_Task statement_:
Print exactly those lines that run from the beginning of the data to the line bearing "use crate::LmdbError;", inclusive.

________________________

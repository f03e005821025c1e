//! LMDB implementation of UserStore.
//!
//! `wallets` maps a linked address to its user id, so an address is linked
//! to at most one user. Wallet changes read `votes` inside the same write
//! transaction that updates the profile.

use std::sync::Arc;

use heed::types::Bytes;
use heed::{Database, Env, RoTxn, RwTxn};

use chainvote_store::{StoreError, UserStore, WalletChange};
use chainvote_types::{UserId, UserProfile, VoterAddress};

use crate::vote::user_prefix;
use crate::LmdbError;

pub struct LmdbUserStore {
    pub(crate) env: Arc<Env>,
    pub(crate) users_db: Database<Bytes, Bytes>,
    /// token -> user id
    pub(crate) sessions_db: Database<Bytes, Bytes>,
    /// wallet address -> user id
    pub(crate) wallets_db: Database<Bytes, Bytes>,
    /// The vote store's `votes` table, read to freeze wallets of voters.
    pub(crate) votes_db: Database<Bytes, Bytes>,
}

impl LmdbUserStore {
    fn load(&self, txn: &RoTxn, id: &UserId) -> Result<Option<UserProfile>, LmdbError> {
        match self.users_db.get(txn, id.as_str().as_bytes())? {
            Some(bytes) => Ok(Some(bincode::deserialize(bytes)?)),
            None => Ok(None),
        }
    }

    fn wallet_owner(&self, txn: &RoTxn, address: &VoterAddress) -> Result<Option<UserId>, StoreError> {
        match self
            .wallets_db
            .get(txn, address.as_str().as_bytes())
            .map_err(LmdbError::from)?
        {
            Some(bytes) => String::from_utf8(bytes.to_vec())
                .map(|id| Some(UserId::new(id)))
                .map_err(|e| StoreError::Corruption(format!("wallet owner id: {e}"))),
            None => Ok(None),
        }
    }

    /// Store `user` and move its wallet index entry from `previous`.
    fn store(
        &self,
        txn: &mut RwTxn,
        user: &UserProfile,
        previous: Option<&VoterAddress>,
    ) -> Result<(), LmdbError> {
        if let Some(old) = previous.filter(|old| user.wallet.as_ref() != Some(*old)) {
            self.wallets_db.delete(txn, old.as_str().as_bytes())?;
        }
        if let Some(wallet) = &user.wallet {
            self.wallets_db
                .put(txn, wallet.as_str().as_bytes(), user.id.as_str().as_bytes())?;
        }
        let bytes = bincode::serialize(user)?;
        self.users_db.put(txn, user.id.as_str().as_bytes(), &bytes)?;
        Ok(())
    }

    fn has_votes(&self, txn: &RoTxn, user: &UserId) -> Result<bool, LmdbError> {
        let mut iter = self.votes_db.prefix_iter(txn, &user_prefix(user))?;
        Ok(iter.next().transpose()?.is_some())
    }
}

impl UserStore for LmdbUserStore {
    fn get_user(&self, id: &UserId) -> Result<Option<UserProfile>, StoreError> {
        let rtxn = self.env.read_txn().map_err(LmdbError::from)?;
        Ok(self.load(&rtxn, id)?)
    }

    fn put_user(&self, user: &UserProfile) -> Result<(), StoreError> {
        let mut wtxn = self.env.write_txn().map_err(LmdbError::from)?;
        let previous = self.load(&wtxn, &user.id)?.and_then(|p| p.wallet);
        self.store(&mut wtxn, user, previous.as_ref())?;
        wtxn.commit().map_err(LmdbError::from)?;
        Ok(())
    }

    fn user_for_token(&self, token: &str) -> Result<Option<UserProfile>, StoreError> {
        let user_id = {
            let rtxn = self.env.read_txn().map_err(LmdbError::from)?;
            match self
                .sessions_db
                .get(&rtxn, token.as_bytes())
                .map_err(LmdbError::from)?
            {
                Some(bytes) => String::from_utf8(bytes.to_vec())
                    .map_err(|e| StoreError::Corruption(format!("session user id: {e}")))?,
                None => return Ok(None),
            }
        };
        self.get_user(&UserId::new(user_id))
    }

    fn put_session(&self, token: &str, user: &UserId) -> Result<(), StoreError> {
        let mut wtxn = self.env.write_txn().map_err(LmdbError::from)?;
        self.sessions_db
            .put(&mut wtxn, token.as_bytes(), user.as_str().as_bytes())
            .map_err(LmdbError::from)?;
        wtxn.commit().map_err(LmdbError::from)?;
        Ok(())
    }

    fn user_for_wallet(&self, address: &VoterAddress) -> Result<Option<UserProfile>, StoreError> {
        let rtxn = self.env.read_txn().map_err(LmdbError::from)?;
        match self.wallet_owner(&rtxn, address)? {
            Some(owner) => Ok(self.load(&rtxn, &owner)?),
            None => Ok(None),
        }
    }

    fn set_wallet(
        &self,
        user: &UserId,
        wallet: Option<&VoterAddress>,
    ) -> Result<WalletChange, StoreError> {
        let mut wtxn = self.env.write_txn().map_err(LmdbError::from)?;
        let mut profile = self
            .load(&wtxn, user)?
            .ok_or_else(|| StoreError::NotFound(format!("user {user}")))?;
        if profile.wallet.as_ref() == wallet {
            return Ok(WalletChange::Updated(profile));
        }
        if self.has_votes(&wtxn, user)? {
            return Ok(WalletChange::LockedByVote);
        }
        if let Some(address) = wallet {
            if let Some(owner) = self.wallet_owner(&wtxn, address)? {
                if &owner != user {
                    return Ok(WalletChange::AddressInUse(owner));
                }
            }
        }

        let previous = profile.wallet.take();
        profile.wallet = wallet.cloned();
        self.store(&mut wtxn, &profile, previous.as_ref())?;
        wtxn.commit().map_err(LmdbError::from)?;
        Ok(WalletChange::Updated(profile))
    }
}

#[cfg(test)]
mod tests {
    use super::*;
    use crate::LmdbEnvironment;
    use chainvote_store::VoteRecordStore;
    use chainvote_types::{CandidateId, ElectionId, Role, Timestamp, TxHash, VoteRecord};

    #[test]
    fn token_resolves_to_user() {
        let dir = tempfile::tempdir().unwrap();
        let env = LmdbEnvironment::open(dir.path(), 1 << 20).unwrap();
        let store = env.user_store();
        let user = UserProfile {
            id: UserId::new("u1"),
            name: "Alice".into(),
            wallet: Some(VoterAddress::from_bytes([1; 20])),
            role: Role::Admin,
        };
        store.put_user(&user).unwrap();
        store.put_session("tok", &user.id).unwrap();

        assert_eq!(store.user_for_token("tok").unwrap(), Some(user));
        assert_eq!(store.user_for_token("other").unwrap(), None);
    }

    fn voter(id: &str) -> UserProfile {
        UserProfile {
            id: UserId::new(id),
            name: id.to_string(),
            wallet: None,
            role: Role::Voter,
        }
    }

    #[test]
    fn wallet_links_are_unique_and_indexed() {
        let dir = tempfile::tempdir().unwrap();
        let env = LmdbEnvironment::open(dir.path(), 1 << 20).unwrap();
        let store = env.user_store();
        let (a, b) = (VoterAddress::from_bytes([1; 20]), VoterAddress::from_bytes([2; 20]));
        store.put_user(&voter("alice")).unwrap();
        store.put_user(&voter("bob")).unwrap();

        let linked = store.set_wallet(&UserId::new("alice"), Some(&a)).unwrap();
        assert!(matches!(linked, WalletChange::Updated(p) if p.wallet == Some(a.clone())));
        assert_eq!(
            store.set_wallet(&UserId::new("bob"), Some(&a)).unwrap(),
            WalletChange::AddressInUse(UserId::new("alice"))
        );

        store.set_wallet(&UserId::new("alice"), Some(&b)).unwrap();
        assert_eq!(store.user_for_wallet(&a).unwrap(), None);
        assert_eq!(store.user_for_wallet(&b).unwrap().unwrap().id, UserId::new("alice"));
        assert!(matches!(
            store.set_wallet(&UserId::new("bob"), Some(&a)).unwrap(),
            WalletChange::Updated(_)
        ));

        store.set_wallet(&UserId::new("alice"), None).unwrap();
        assert_eq!(store.user_for_wallet(&b).unwrap(), None);
        assert!(matches!(
            store.set_wallet(&UserId::new("nobody"), Some(&b)),
            Err(StoreError::NotFound(_))
        ));
    }

    #[test]
    fn recorded_vote_freezes_the_wallet() {
        let dir = tempfile::tempdir().unwrap();
        let env = LmdbEnvironment::open(dir.path(), 1 << 20).unwrap();
        let wallet = VoterAddress::from_bytes([3; 20]);
        let mut alice = voter("alice");
        alice.wallet = Some(wallet.clone());
        env.user_store().put_user(&alice).unwrap();
        env.vote_store()
            .insert_vote_record(&VoteRecord {
                user_id: alice.id.clone(),
                election_id: ElectionId(1),
                candidate_id: CandidateId(1),
                transaction_hash: TxHash::new([7; 32]),
                voter: wallet.clone(),
                block_number: 4,
                recorded_at: Timestamp::new(10),
            })
            .unwrap();

        let store = env.user_store();
        assert_eq!(store.set_wallet(&alice.id, None).unwrap(), WalletChange::LockedByVote);
        assert_eq!(
            store
                .set_wallet(&alice.id, Some(&VoterAddress::from_bytes([4; 20])))
                .unwrap(),
            WalletChange::LockedByVote
        );
        assert!(matches!(
            store.set_wallet(&alice.id, Some(&wallet)).unwrap(),
            WalletChange::Updated(_)
        ));
        assert_eq!(store.get_user(&alice.id).unwrap().unwrap().wallet, Some(wallet));
    }
}
//! Election cache storage.

use chainvote_types::{Candidate, Election, ElectionId};

use crate::StoreError;

/// Cached elections: ledger state plus off-chain metadata.
///
/// Implementations keep `closed` monotonic: writing an election whose
/// `closed` is false over a stored closed one leaves it closed. Vote counts
/// only move forward in ledger blocks: a write carrying counts read at an
/// older `tally_block` than the stored ones keeps the stored counts.
pub trait ElectionStore {
    fn put_election(&self, election: &Election) -> Result<(), StoreError>;

    fn get_election(&self, id: ElectionId) -> Result<Option<Election>, StoreError>;

    /// All elections ordered by id.
    fn list_elections(&self) -> Result<Vec<Election>, StoreError>;

    /// Replace cached candidate vote counts read at `at_block`. Returns false
    /// when the cache already holds counts from a later block. `NotFound` if
    /// the election is not cached.
    fn update_tally(
        &self,
        id: ElectionId,
        candidates: &[Candidate],
        at_block: u64,
    ) -> Result<bool, StoreError>;

    /// Set `closed`. `NotFound` if the election is not cached.
    fn mark_closed(&self, id: ElectionId) -> Result<(), StoreError>;
}
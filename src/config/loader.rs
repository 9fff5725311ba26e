use std::fs;
use std::path::{Path, PathBuf};
use thiserror::Error;

use crate::config::types::AgentConfig;

/// Directory, relative to the working directory, that holds config files.
pub const CONFIG_DIR_NAME: &str = "config";

/// Errors that can occur when loading or saving configuration.
#[derive(Debug, Error)]
pub enum ConfigError {
    #[error("Failed to create config directory '{path}': {source}")]
    CreateDirError {
        path: PathBuf,
        #[source]
        source: std::io::Error,
    },

    #[error("Failed to read config file '{path}': {source}")]
    ReadError {
        path: PathBuf,
        #[source]
        source: std::io::Error,
    },

    #[error("Failed to parse config file '{path}': {source}")]
    ParseError {
        path: PathBuf,
        #[source]
        source: serde_yaml::Error,
    },

    #[error("Failed to serialize config for '{path}': {source}")]
    SerializeError {
        path: PathBuf,
        #[source]
        source: serde_yaml::Error,
    },

    #[error("Failed to write config file '{path}': {source}")]
    WriteError {
        path: PathBuf,
        #[source]
        source: std::io::Error,
    },
}

/// Returns `<base>/config`.
pub fn config_dir(base: &Path) -> PathBuf {
    base.join(CONFIG_DIR_NAME)
}

/// Creates `<base>/config` (and any missing parents) and returns it.
pub fn ensure_config_dir(base: &Path) -> Result<PathBuf, ConfigError> {
    let dir = config_dir(base);
    fs::create_dir_all(&dir).map_err(|e| ConfigError::CreateDirError {
        path: dir.clone(),
        source: e,
    })?;
    Ok(dir)
}

impl AgentConfig {
    /// Loads configuration from `path`.
    ///
    /// - If the file doesn't exist, returns an empty config.
    /// - An empty or `null` document also yields an empty config.
    /// - Anything that is not a config mapping is a `ParseError`.
    pub fn load_from(path: &Path) -> Result<Self, ConfigError> {
        if !path.exists() {
            tracing::debug!(path = %path.display(), "config file not found, starting empty");
            return Ok(Self::default());
        }

        let content = fs::read_to_string(path).map_err(|e| ConfigError::ReadError {
            path: path.to_path_buf(),
            source: e,
        })?;

        let config = Self::parse(&content).map_err(|e| ConfigError::ParseError {
            path: path.to_path_buf(),
            source: e,
        })?;

        tracing::info!(
            path = %path.display(),
            endpoints = config.endpoints.as_ref().map_or(0, Vec::len),
            initialized = config.has_agent(),
            "loaded config"
        );
        Ok(config)
    }

    fn parse(content: &str) -> Result<Self, serde_yaml::Error> {
        if content.trim().is_empty() {
            return Ok(Self::default());
        }
        let value: serde_yaml::Value = serde_yaml::from_str(content)?;
        if value.is_null() {
            return Ok(Self::default());
        }
        serde_yaml::from_value(value)
    }

    /// Writes the whole config to `path`, replacing any previous contents.
    ///
    /// The document goes to a sibling temp file first and is renamed over
    /// the target, so a failed write leaves the old file intact.
    pub fn save_to(&self, path: &Path) -> Result<(), ConfigError> {
        let yaml = serde_yaml::to_string(self).map_err(|e| ConfigError::SerializeError {
            path: path.to_path_buf(),
            source: e,
        })?;

        let temp_path = path.with_extension("yml.tmp");
        let write_error = |e| ConfigError::WriteError {
            path: path.to_path_buf(),
            source: e,
        };

        fs::write(&temp_path, yaml.as_bytes()).map_err(write_error)?;

        // std::fs::rename doesn't replace existing files on Windows
        #[cfg(windows)]
        {
            if path.exists() {
                fs::remove_file(path).map_err(write_error)?;
            }
        }

        if let Err(e) = fs::rename(&temp_path, path) {
            let _ = fs::remove_file(&temp_path);
            return Err(write_error(e));
        }

        tracing::info!(path = %path.display(), bytes = yaml.len(), "saved config");
        Ok(())
    }
}
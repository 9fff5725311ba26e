use std::collections::BTreeMap;
use std::fmt;

use serde::{Deserialize, Serialize};

/// Schema version written when a config is bootstrapped.
pub const CONFIG_VERSION: i64 = 3;

/// Keys a record does not model, written back untouched.
pub type Extra = BTreeMap<String, serde_yaml::Value>;

/// Root of the agent configuration file.
#[derive(Debug, Clone, Default, PartialEq, Serialize, Deserialize)]
pub struct AgentConfig {
    /// Schema version. Only set when the config is first created.
    #[serde(default, skip_serializing_if = "Option::is_none")]
    pub version: Option<Scalar>,
    /// Agent section. Its presence marks the config as initialized.
    #[serde(default, skip_serializing_if = "Option::is_none")]
    pub agent: Option<Agent>,
    /// Endpoint sections in insertion order. Absent until the first one is added.
    #[serde(default, skip_serializing_if = "Option::is_none")]
    pub endpoints: Option<Vec<Endpoint>>,
    #[serde(flatten)]
    pub extra: Extra,
}

/// The `agent` section.
#[derive(Debug, Clone, Default, PartialEq, Serialize, Deserialize)]
pub struct Agent {
    /// Credential for the agent's control connection.
    #[serde(default, skip_serializing_if = "Option::is_none")]
    pub authtoken: Option<String>,
    #[serde(flatten)]
    pub extra: Extra,
}

/// A named rule forwarding a public URL to a local upstream.
///
/// Every field loads leniently so hand-written files with partial or
/// integer-valued entries still round-trip; endpoints built by
/// [`Endpoint::new`] always carry a name and a port.
#[derive(Debug, Clone, PartialEq, Serialize, Deserialize)]
pub struct Endpoint {
    #[serde(default, skip_serializing_if = "Option::is_none")]
    pub name: Option<String>,
    #[serde(default, skip_serializing_if = "Upstream::is_empty")]
    pub upstream: Upstream,
    /// Public URL, either typed fresh or reused from another endpoint.
    #[serde(default, skip_serializing_if = "Option::is_none")]
    pub url: Option<Scalar>,
    #[serde(default, skip_serializing_if = "Option::is_none")]
    pub description: Option<String>,
    #[serde(flatten)]
    pub extra: Extra,
}

/// Local service an endpoint forwards to.
#[derive(Debug, Clone, Default, PartialEq, Serialize, Deserialize)]
pub struct Upstream {
    /// The local port as entered by the user. The key is `url` on disk.
    #[serde(default, skip_serializing_if = "Option::is_none")]
    pub url: Option<Scalar>,
    #[serde(default, skip_serializing_if = "Option::is_none")]
    pub protocol: Option<String>,
    #[serde(flatten)]
    pub extra: Extra,
}

impl Upstream {
    fn is_empty(&self) -> bool {
        self.url.is_none() && self.protocol.is_none() && self.extra.is_empty()
    }
}

/// Integer-or-string scalar, kept in the form it was read.
///
/// Hand-written files use both `version: "2"` and `version: 3`, and may
/// give an upstream port as a bare integer.
#[derive(Debug, Clone, PartialEq, Eq, Serialize, Deserialize)]
#[serde(untagged)]
pub enum Scalar {
    Int(i64),
    Text(String),
}

impl fmt::Display for Scalar {
    fn fmt(&self, f: &mut fmt::Formatter<'_>) -> fmt::Result {
        match self {
            Self::Int(value) => write!(f, "{}", value),
            Self::Text(value) => f.write_str(value),
        }
    }
}

impl From<String> for Scalar {
    fn from(value: String) -> Self {
        Self::Text(value)
    }
}

impl From<&str> for Scalar {
    fn from(value: &str) -> Self {
        Self::Text(value.to_string())
    }
}

impl From<i64> for Scalar {
    fn from(value: i64) -> Self {
        Self::Int(value)
    }
}

fn non_empty(value: Option<String>) -> Option<String> {
    value.filter(|v| !v.is_empty())
}

impl Endpoint {
    /// Endpoint with the required fields only.
    pub fn new(name: impl Into<String>, port: impl Into<String>) -> Self {
        Self {
            name: Some(name.into()),
            upstream: Upstream {
                url: Some(Scalar::Text(port.into())),
                protocol: None,
                extra: Extra::new(),
            },
            url: None,
            description: None,
            extra: Extra::new(),
        }
    }

    /// Set the upstream protocol. Empty input leaves it unset.
    pub fn with_protocol(mut self, protocol: Option<String>) -> Self {
        self.upstream.protocol = non_empty(protocol);
        self
    }

    /// Set the public URL. Empty input leaves it unset.
    pub fn with_url(mut self, url: Option<String>) -> Self {
        self.url = non_empty(url).map(Scalar::Text);
        self
    }

    pub fn with_description(mut self, description: Option<String>) -> Self {
        self.description = non_empty(description);
        self
    }

    pub fn name(&self) -> Option<&str> {
        self.name.as_deref()
    }

    /// The upstream port, stored under `upstream.url`.
    pub fn port(&self) -> Option<&Scalar> {
        self.upstream.url.as_ref()
    }

    pub fn protocol(&self) -> Option<&str> {
        self.upstream.protocol.as_deref()
    }

    /// The public URL in display form.
    pub fn url(&self) -> Option<String> {
        self.url.as_ref().map(Scalar::to_string)
    }
}

impl AgentConfig {
    /// Whether an `agent` section is already present.
    pub fn has_agent(&self) -> bool {
        self.agent.is_some()
    }

    /// Initialize a fresh config: schema version plus the auth token.
    pub fn bootstrap_agent(&mut self, authtoken: String) {
        self.version = Some(Scalar::Int(CONFIG_VERSION));
        self.agent = Some(Agent {
            authtoken: Some(authtoken),
            extra: Extra::new(),
        });
    }

    /// Distinct non-empty endpoint URLs in first-seen order.
    pub fn existing_urls(&self) -> Vec<String> {
        let mut urls: Vec<String> = Vec::new();
        for endpoint in self.endpoints.iter().flatten() {
            let Some(url) = endpoint.url() else {
                continue;
            };
            if !url.is_empty() && !urls.contains(&url) {
                urls.push(url);
            }
        }
        urls
    }

    /// Append an endpoint, creating the list on first use.
    pub fn push_endpoint(&mut self, endpoint: Endpoint) {
        self.endpoints.get_or_insert_with(Vec::new).push(endpoint);
    }
}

________________________

_Solution for this problem_:
repository f03e005821025c1e
//! LMDB implementation of UserStore.
//!
//! `wallets` maps a linked address to its user id, so an address is linked
//! to at most one user. Wallet changes read `votes` inside the same write
//! transaction that updates the profile.

use std::sync::Arc;

use heed::types::Bytes;
use heed::{Database, Env, RoTxn, RwTxn};

use chainvote_store::{StoreError, UserStore, WalletChange};
use chainvote_types::{UserId, UserProfile, VoterAddress};

use crate::vote::user_prefix;
use crate::LmdbError;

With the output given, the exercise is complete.